◆ Task requirements ◆
Report each line of the entries that includes "NetworkProbe" by copying it.

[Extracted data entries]
# # # #
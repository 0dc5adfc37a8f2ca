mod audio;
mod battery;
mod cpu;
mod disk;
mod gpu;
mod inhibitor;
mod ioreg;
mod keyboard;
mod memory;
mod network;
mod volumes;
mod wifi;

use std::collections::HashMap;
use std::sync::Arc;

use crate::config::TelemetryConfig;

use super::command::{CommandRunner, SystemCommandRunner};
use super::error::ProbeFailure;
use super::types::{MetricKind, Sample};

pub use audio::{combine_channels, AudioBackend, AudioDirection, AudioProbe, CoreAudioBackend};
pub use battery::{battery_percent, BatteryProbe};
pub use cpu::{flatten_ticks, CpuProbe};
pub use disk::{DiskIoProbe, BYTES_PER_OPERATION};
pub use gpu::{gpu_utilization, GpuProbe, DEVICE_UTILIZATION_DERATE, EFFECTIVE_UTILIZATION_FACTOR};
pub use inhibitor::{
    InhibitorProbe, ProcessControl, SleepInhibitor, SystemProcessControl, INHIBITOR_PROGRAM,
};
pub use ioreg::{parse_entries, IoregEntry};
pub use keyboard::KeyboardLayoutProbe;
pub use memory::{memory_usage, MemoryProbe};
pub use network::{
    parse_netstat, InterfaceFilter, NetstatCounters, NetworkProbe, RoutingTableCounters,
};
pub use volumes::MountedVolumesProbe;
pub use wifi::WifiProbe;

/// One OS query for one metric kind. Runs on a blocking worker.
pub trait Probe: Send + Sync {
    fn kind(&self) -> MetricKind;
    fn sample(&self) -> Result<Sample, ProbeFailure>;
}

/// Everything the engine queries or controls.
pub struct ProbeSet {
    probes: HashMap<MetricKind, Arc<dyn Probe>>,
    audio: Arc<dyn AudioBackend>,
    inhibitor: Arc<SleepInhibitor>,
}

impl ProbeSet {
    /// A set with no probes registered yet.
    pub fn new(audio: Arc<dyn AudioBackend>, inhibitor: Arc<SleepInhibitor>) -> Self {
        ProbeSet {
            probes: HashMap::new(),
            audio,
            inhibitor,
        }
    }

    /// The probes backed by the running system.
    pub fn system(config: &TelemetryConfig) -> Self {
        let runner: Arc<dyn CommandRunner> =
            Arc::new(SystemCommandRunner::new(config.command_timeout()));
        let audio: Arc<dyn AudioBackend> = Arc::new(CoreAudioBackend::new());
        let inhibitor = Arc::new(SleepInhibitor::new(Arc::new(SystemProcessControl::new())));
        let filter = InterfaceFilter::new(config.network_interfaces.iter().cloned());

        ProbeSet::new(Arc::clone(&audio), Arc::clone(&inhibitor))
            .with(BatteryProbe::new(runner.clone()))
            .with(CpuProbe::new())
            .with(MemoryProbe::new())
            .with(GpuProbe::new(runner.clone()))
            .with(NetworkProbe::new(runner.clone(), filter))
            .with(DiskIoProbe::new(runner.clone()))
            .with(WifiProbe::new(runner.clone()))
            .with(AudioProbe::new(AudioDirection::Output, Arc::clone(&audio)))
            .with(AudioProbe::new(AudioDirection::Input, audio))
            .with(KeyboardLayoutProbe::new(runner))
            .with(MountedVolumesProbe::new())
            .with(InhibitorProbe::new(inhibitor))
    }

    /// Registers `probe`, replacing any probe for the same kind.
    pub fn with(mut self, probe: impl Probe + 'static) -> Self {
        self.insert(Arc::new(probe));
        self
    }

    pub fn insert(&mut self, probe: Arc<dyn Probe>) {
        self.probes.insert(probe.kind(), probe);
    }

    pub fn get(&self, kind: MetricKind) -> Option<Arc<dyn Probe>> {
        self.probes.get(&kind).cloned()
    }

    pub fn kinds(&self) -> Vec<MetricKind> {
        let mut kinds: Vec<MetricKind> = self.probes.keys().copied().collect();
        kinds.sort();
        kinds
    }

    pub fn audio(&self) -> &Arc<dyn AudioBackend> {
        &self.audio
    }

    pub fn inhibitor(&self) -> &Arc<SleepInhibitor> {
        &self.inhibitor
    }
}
# # # #
◆ Finished exercise ◆
    parse_netstat, InterfaceFilter, NetstatCounters, NetworkProbe, RoutingTableCounters,
            .with(NetworkProbe::new(runner.clone(), filter))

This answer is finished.